§ ACTION ITEM:
If a line in the entries below includes "CancelHandle", show that line.

━━━ AVAILABLE DATA

//! Instructions the coordinator hands to its host.
//!
//! The host executes `Effect::Fetch` however it likes (blocking, async, on a
//! platform networking stack) and reports back with the same `RequestToken`.
//! `Effect::Cancel` tells the host the result is no longer wanted. The
//! coordinator discards a late result whether or not the host acts on it.

use std::fmt;
use std::sync::atomic::{AtomicBool, Ordering};
use std::sync::Arc;

use crate::http::HttpRequest;

/// Identifies one dispatched fetch. Tokens only ever increase.
#[derive(Debug, Clone, Copy, PartialEq, Eq, Hash, PartialOrd, Ord)]
pub struct RequestToken(u64);

impl RequestToken {
    pub fn new(value: u64) -> Self {
        Self(value)
    }

    pub fn value(self) -> u64 {
        self.0
    }
}

impl fmt::Display for RequestToken {
    fn fmt(&self, f: &mut fmt::Formatter<'_>) -> fmt::Result {
        write!(f, "#{}", self.0)
    }
}

/// Shared cancellation flag for one fetch target.
///
/// Cloned into the `Effect::Fetch` so a host thread can check it before or
/// after the round-trip. Once set it stays set.
#[derive(Debug, Clone, Default)]
pub struct CancelHandle(Arc<AtomicBool>);

impl CancelHandle {
    pub fn new() -> Self {
        Self::default()
    }

    pub fn cancel(&self) {
        self.0.store(true, Ordering::Release);
    }

    pub fn is_cancelled(&self) -> bool {
        self.0.load(Ordering::Acquire)
    }
}

#[derive(Debug, Clone)]
pub enum Effect {
    /// Execute `request` and report the outcome with `token`.
    Fetch {
        token: RequestToken,
        request: HttpRequest,
        cancel: CancelHandle,
    },
    /// Abandon the fetch dispatched with `token`.
    Cancel { token: RequestToken },
}

impl Effect {
    pub fn token(&self) -> RequestToken {
        match self {
            Effect::Fetch { token, .. } | Effect::Cancel { token } => *token,
        }
    }
}

#[cfg(test)]
mod tests {
    use super::*;

    #[test]
    fn cancel_is_visible_through_clones() {
        let handle = CancelHandle::new();
        let clone = handle.clone();
        assert!(!clone.is_cancelled());
        handle.cancel();
        assert!(clone.is_cancelled());
    }

    #[test]
    fn tokens_order_by_value() {
        assert!(RequestToken::new(1) < RequestToken::new(2));
        assert_eq!(RequestToken::new(7).to_string(), "#7");
    }
}
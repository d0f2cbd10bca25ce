//! Verify build/parse methods and rendering against JSON test vectors stored
//! in `test-vectors/`.
//!
//! Each vector describes the expected request, a simulated response, and the
//! expected parse result or error. The same vectors are pushed through
//! `ViewCoordinator` to check what the user would see.

use posts_core::{
    CoordinatorConfig, Effect, FetchError, HttpMethod, HttpResponse, Post, PostsClient, View,
    ViewCoordinator,
};

const BASE_URL: &str = "http://localhost:3000";

fn client() -> PostsClient {
    PostsClient::new(BASE_URL)
}

fn parse_method(s: &str) -> HttpMethod {
    match s {
        "GET" => HttpMethod::Get,
        other => panic!("unknown method: {other}"),
    }
}

fn simulated(case: &serde_json::Value) -> HttpResponse {
    let sim = &case["simulated_response"];
    HttpResponse::new(
        sim["status"].as_u64().unwrap() as u16,
        sim["body"].as_str().unwrap(),
    )
}

fn assert_error_kind(name: &str, err: &FetchError, expected: &str) {
    match expected {
        "Status" => assert!(matches!(err, FetchError::Status { .. }), "{name}: expected Status, got {err:?}"),
        "Decode" => assert!(matches!(err, FetchError::Decode(_)), "{name}: expected Decode, got {err:?}"),
        other => panic!("{name}: unknown expected_error: {other}"),
    }
}

fn fetch_token(effect: Effect) -> posts_core::RequestToken {
    match effect {
        Effect::Fetch { token, .. } => token,
        other => panic!("expected fetch, got {other:?}"),
    }
}

// ---------------------------------------------------------------------------
// List
// ---------------------------------------------------------------------------

#[test]
fn list_test_vectors() {
    let raw = include_str!("../../test-vectors/list.json");
    let vectors: serde_json::Value = serde_json::from_str(raw).unwrap();

    let c = client();
    for case in vectors["cases"].as_array().unwrap() {
        let name = case["name"].as_str().unwrap();
        let expected_req = &case["expected_request"];

        // Verify build
        let req = c.build_list_posts();
        assert_eq!(req.method, parse_method(expected_req["method"].as_str().unwrap()), "{name}: method");
        assert_eq!(req.url, format!("{BASE_URL}{}", expected_req["path"].as_str().unwrap()), "{name}: url");

        // Verify parse
        let result = c.parse_list_posts(simulated(case));
        if let Some(expected_error) = case.get("expected_error") {
            assert_error_kind(name, &result.unwrap_err(), expected_error.as_str().unwrap());
        } else {
            let expected: Vec<Post> = serde_json::from_value(case["expected_result"].clone()).unwrap();
            assert_eq!(result.unwrap(), expected, "{name}: parsed result");
        }

        // Verify rendering
        let mut coordinator = ViewCoordinator::new(client(), CoordinatorConfig::default());
        let token = fetch_token(coordinator.mount().unwrap());
        coordinator.resolve(token, Ok(simulated(case)));
        let labels: Vec<String> = coordinator
            .render()
            .entries()
            .iter()
            .map(|e| e.label.to_string())
            .collect();
        let expected_labels: Vec<String> = serde_json::from_value(case["expected_labels"].clone()).unwrap();
        assert_eq!(labels, expected_labels, "{name}: labels");
    }
}

// ---------------------------------------------------------------------------
// Get
// ---------------------------------------------------------------------------

#[test]
fn get_test_vectors() {
    let raw = include_str!("../../test-vectors/get.json");
    let vectors: serde_json::Value = serde_json::from_str(raw).unwrap();

    let c = client();
    for case in vectors["cases"].as_array().unwrap() {
        let name = case["name"].as_str().unwrap();
        let id = case["input_id"].as_u64().unwrap();
        let expected_req = &case["expected_request"];

        // Verify build
        let req = c.build_get_post(id);
        assert_eq!(req.method, parse_method(expected_req["method"].as_str().unwrap()), "{name}: method");
        assert_eq!(req.url, format!("{BASE_URL}{}", expected_req["path"].as_str().unwrap()), "{name}: url");

        // Verify parse
        let result = c.parse_get_post(simulated(case));
        if let Some(expected_error) = case.get("expected_error") {
            assert_error_kind(name, &result.unwrap_err(), expected_error.as_str().unwrap());
        } else {
            let expected: Post = serde_json::from_value(case["expected_result"].clone()).unwrap();
            assert_eq!(result.unwrap(), expected, "{name}: parsed result");
        }

        // Verify rendering: failures keep the loading view.
        let mut coordinator = ViewCoordinator::new(client(), CoordinatorConfig::default());
        let token = fetch_token(coordinator.select(id).pop().unwrap());
        coordinator.resolve(token, Ok(simulated(case)));
        let view = coordinator.render();
        match case.get("expected_view") {
            Some(text) => assert_eq!(
                view,
                View::Detail {
                    id,
                    text: text.as_str().unwrap().to_string()
                },
                "{name}: view"
            ),
            None => assert_eq!(view, View::Loading { id }, "{name}: view"),
        }
    }
}
//! Stateless HTTP request builder and response parser for the posts API.
//!
//! # Design
//! `PostsClient` holds only a `base_url`. Each operation is split into a
//! `build_*` method that produces an `HttpRequest` and a `parse_*` method that
//! consumes an `HttpResponse`, so the caller owns the network round-trip.

use crate::config::ClientConfig;
use crate::error::FetchError;
use crate::http::{HttpMethod, HttpRequest, HttpResponse};
use crate::types::Post;

/// Synchronous, stateless client for the posts API.
#[derive(Debug, Clone)]
pub struct PostsClient {
    base_url: String,
}

impl PostsClient {
    pub fn new(base_url: &str) -> Self {
        Self {
            base_url: base_url.trim_end_matches('/').to_string(),
        }
    }

    pub fn from_config(config: &ClientConfig) -> Self {
        Self::new(&config.base_url)
    }

    pub fn base_url(&self) -> &str {
        &self.base_url
    }

    pub fn build_list_posts(&self) -> HttpRequest {
        get(format!("{}/posts", self.base_url))
    }

    pub fn build_get_post(&self, id: u64) -> HttpRequest {
        get(format!("{}/posts/{id}", self.base_url))
    }

    pub fn parse_list_posts(&self, response: HttpResponse) -> Result<Vec<Post>, FetchError> {
        check_status(&response)?;
        serde_json::from_str(&response.body).map_err(|e| FetchError::Decode(e.to_string()))
    }

    pub fn parse_get_post(&self, response: HttpResponse) -> Result<Post, FetchError> {
        check_status(&response)?;
        serde_json::from_str(&response.body).map_err(|e| FetchError::Decode(e.to_string()))
    }
}

fn get(url: String) -> HttpRequest {
    HttpRequest {
        method: HttpMethod::Get,
        url,
        headers: vec![("accept".to_string(), "application/json".to_string())],
    }
}

/// Any 2xx counts as success for both endpoints.
fn check_status(response: &HttpResponse) -> Result<(), FetchError> {
    if (200..=299).contains(&response.status) {
        return Ok(());
    }
    Err(FetchError::Status {
        status: response.status,
        body: response.body.clone(),
    })
}
//! Memoized list-entry labels.
//!
//! A label is a pure function of a post. The cache keys entries by post id and
//! only recomputes when the `Arc<Post>` behind that id is a different
//! allocation, so re-rendering an unchanged collection costs no formatting.

use std::collections::{HashMap, HashSet};
use std::sync::Arc;

use crate::types::Post;

/// Label shown for a post in the list view.
pub fn project(post: &Post) -> String {
    post.display_text()
}

struct CachedLabel {
    post: Arc<Post>,
    label: Arc<str>,
}

#[derive(Default)]
pub struct LabelCache {
    entries: HashMap<u64, CachedLabel>,
    computations: u64,
}

impl LabelCache {
    pub fn new() -> Self {
        Self::default()
    }

    pub fn label(&mut self, post: &Arc<Post>) -> Arc<str> {
        if let Some(cached) = self.entries.get(&post.id) {
            if Arc::ptr_eq(&cached.post, post) {
                return Arc::clone(&cached.label);
            }
        }
        let label: Arc<str> = project(post).into();
        self.computations += 1;
        self.entries.insert(
            post.id,
            CachedLabel {
                post: Arc::clone(post),
                label: Arc::clone(&label),
            },
        );
        label
    }

    /// Drop cached labels for posts that are no longer in `posts`.
    pub fn retain(&mut self, posts: &[Arc<Post>]) {
        let live: HashSet<u64> = posts.iter().map(|p| p.id).collect();
        self.entries.retain(|id, _| live.contains(id));
    }

    /// Number of times a label has actually been computed.
    pub fn computations(&self) -> u64 {
        self.computations
    }

    pub fn len(&self) -> usize {
        self.entries.len()
    }

    pub fn is_empty(&self) -> bool {
        self.entries.is_empty()
    }
}

impl std::fmt::Debug for LabelCache {
    fn fmt(&self, f: &mut std::fmt::Formatter<'_>) -> std::fmt::Result {
        f.debug_struct("LabelCache")
            .field("entries", &self.entries.len())
            .field("computations", &self.computations)
            .finish()
    }
}

#[cfg(test)]
mod tests {
    use super::*;

    fn post(id: u64, title: &str) -> Arc<Post> {
        Arc::new(Post {
            id,
            title: title.to_string(),
            body: String::new(),
            user_id: 1,
        })
    }

    #[test]
    fn same_arc_is_computed_once() {
        let mut cache = LabelCache::new();
        let p = post(1, "a");
        assert_eq!(&*cache.label(&p), "1: a");
        assert_eq!(&*cache.label(&p), "1: a");
        assert_eq!(&*cache.label(&Arc::clone(&p)), "1: a");
        assert_eq!(cache.computations(), 1);
    }

    #[test]
    fn equal_but_distinct_post_is_recomputed() {
        let mut cache = LabelCache::new();
        cache.label(&post(1, "a"));
        cache.label(&post(1, "a"));
        assert_eq!(cache.computations(), 2);
    }

    #[test]
    fn replaced_post_gets_new_label() {
        let mut cache = LabelCache::new();
        cache.label(&post(1, "old"));
        assert_eq!(&*cache.label(&post(1, "new")), "1: new");
        assert_eq!(cache.len(), 1);
    }

    #[test]
    fn retain_drops_missing_posts() {
        let mut cache = LabelCache::new();
        let keep = post(1, "a");
        cache.label(&keep);
        cache.label(&post(2, "b"));
        cache.retain(std::slice::from_ref(&keep));
        assert_eq!(cache.len(), 1);
        cache.label(&keep);
        assert_eq!(cache.computations(), 2);
    }
}
use tokio::net::TcpListener;
use tracing_subscriber::EnvFilter;

#[tokio::main]
async fn main() -> Result<(), std::io::Error> {
    tracing_subscriber::fmt()
        .with_env_filter(EnvFilter::try_from_default_env().unwrap_or_else(|_| EnvFilter::new("info")))
        .init();

    let port = std::env::var("PORT").unwrap_or_else(|_| "3000".to_string());
    let addr = format!("127.0.0.1:{port}");
    let listener = TcpListener::bind(&addr).await?;
    tracing::info!(%addr, "listening");
    mock_server::run(listener).await
}
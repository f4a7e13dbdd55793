//! Keeps a pending-workload ledger and an admission cache in sync with
//! Workload, Queue and ClusterQueue watches, and reflects what they know back
//! into Workload conditions and Queue status.

pub mod controllers;
pub mod indices;
pub mod models;
pub mod runtime;
pub mod utils;
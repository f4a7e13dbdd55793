//! Watch event source.
//!
//! kube-runtime watchers only report what an object looks like now. The
//! controllers need the previous snapshot as well, and need to know when a
//! deletion was inferred from a relist rather than observed. `EventTranslator`
//! compares every raw watcher event with the reflector store it maintains and
//! turns it into `WatchEvent`s.

use std::collections::HashSet;
use std::fmt::Debug;
use std::hash::Hash;
use std::sync::Arc;
use std::time::Duration;

use async_trait::async_trait;
use futures::{stream, Stream, StreamExt};
use kube::Resource;
use kube_runtime::reflector::store::Writer;
use kube_runtime::reflector::{ObjectRef, Store};
use kube_runtime::watcher;
use log::warn;
use tokio_util::sync::CancellationToken;

use crate::utils::error::Error;

const WATCH_RETRY_DELAY: Duration = Duration::from_secs(5);

/// A change notification with the snapshots needed to interpret it.
#[derive(Debug, Clone, PartialEq)]
pub enum WatchEvent<K> {
    Create(K),
    Update { old: K, new: K },
    /// `state_unknown` is set when the deletion was inferred because the
    /// object was missing from a relist; `object` is then the last snapshot
    /// observed and may be stale.
    Delete { object: K, state_unknown: bool },
}

impl<K> WatchEvent<K> {
    /// The most recent snapshot the event carries.
    pub fn object(&self) -> &K {
        match self {
            WatchEvent::Create(object) => object,
            WatchEvent::Update { new, .. } => new,
            WatchEvent::Delete { object, .. } => object,
        }
    }
}

#[async_trait]
pub trait EventHandler<K>: Send + Sync {
    async fn handle(&self, event: WatchEvent<K>);
}

/// Owns the reflector store of one watch. Readers obtained from `store` see
/// every event once it has been translated.
pub struct EventTranslator<K>
where
    K: Resource + 'static,
    K::DynamicType: Eq + Hash,
{
    writer: Writer<K>,
}

impl<K> Default for EventTranslator<K>
where
    K: Resource + Clone + 'static,
    K::DynamicType: Clone + Default + Eq + Hash,
{
    fn default() -> Self {
        EventTranslator {
            writer: Writer::default(),
        }
    }
}

impl<K> EventTranslator<K>
where
    K: Resource + Clone + 'static,
    K::DynamicType: Clone + Default + Eq + Hash,
{
    pub fn new() -> Self {
        Self::default()
    }

    pub fn store(&self) -> Store<K> {
        self.writer.as_reader()
    }

    pub fn translate(&mut self, event: watcher::Event<K>) -> Vec<WatchEvent<K>> {
        let store = self.writer.as_reader();
        let events = match &event {
            watcher::Event::Applied(object) => changed(&store, object).into_iter().collect(),
            watcher::Event::Deleted(object) => vec![WatchEvent::Delete {
                object: object.clone(),
                state_unknown: false,
            }],
            watcher::Event::Restarted(objects) => {
                let seen: HashSet<ObjectRef<K>> = objects.iter().map(ObjectRef::from_obj).collect();
                let mut events: Vec<WatchEvent<K>> =
                    objects.iter().filter_map(|o| changed(&store, o)).collect();
                let missing = store
                    .state()
                    .into_iter()
                    .filter(|o| !seen.contains(&ObjectRef::from_obj(o)));
                events.extend(missing.map(|object| WatchEvent::Delete {
                    object,
                    state_unknown: true,
                }));
                events
            }
        };
        self.writer.apply_watcher_event(&event);
        events
    }
}

fn changed<K>(store: &Store<K>, object: &K) -> Option<WatchEvent<K>>
where
    K: Resource + Clone + 'static,
    K::DynamicType: Clone + Default + Eq + Hash,
{
    match store.get(&ObjectRef::from_obj(object)) {
        None => Some(WatchEvent::Create(object.clone())),
        Some(old)
            if old.meta().resource_version.is_some()
                && old.meta().resource_version == object.meta().resource_version =>
        {
            None
        }
        Some(old) => Some(WatchEvent::Update {
            old,
            new: object.clone(),
        }),
    }
}

/// Feeds every event of a kube-runtime watch into `handler` and yields a
/// reconcile trigger for each object it touched, once the handler is done
/// with it. Watch errors are logged and the stream is polled again after a
/// delay; the watcher relists on its own.
pub fn dispatch<K, H, S>(
    events: S,
    mut translator: EventTranslator<K>,
    handler: Arc<H>,
    token: CancellationToken,
) -> impl Stream<Item = Result<ObjectRef<K>, Error>>
where
    K: Resource + Clone + Debug + Send + Sync + 'static,
    K::DynamicType: Clone + Default + Eq + Hash,
    H: EventHandler<K> + ?Sized,
    S: Stream<Item = watcher::Result<watcher::Event<K>>>,
{
    events
        .then(move |event| {
            let translated = event.map(|event| translator.translate(event));
            let handler = Arc::clone(&handler);
            let token = token.clone();
            async move {
                match translated {
                    Ok(events) => {
                        let mut touched = Vec::with_capacity(events.len());
                        for event in events {
                            touched.push(ObjectRef::from_obj(event.object()));
                            handler.handle(event).await;
                        }
                        touched
                    }
                    Err(err) => {
                        warn!("Watch stream error: {}", err);
                        tokio::select! {
                            _ = token.cancelled() => {}
                            _ = tokio::time::sleep(WATCH_RETRY_DELAY) => {}
                        }
                        vec![]
                    }
                }
            }
        })
        .flat_map(stream::iter)
        .map(Ok)
}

━━━━━━

§ ANSWER TO THIS TASK:
pub struct CancelHandle(Arc<AtomicBool>);
impl CancelHandle {
        cancel: CancelHandle,
        let handle = CancelHandle::new();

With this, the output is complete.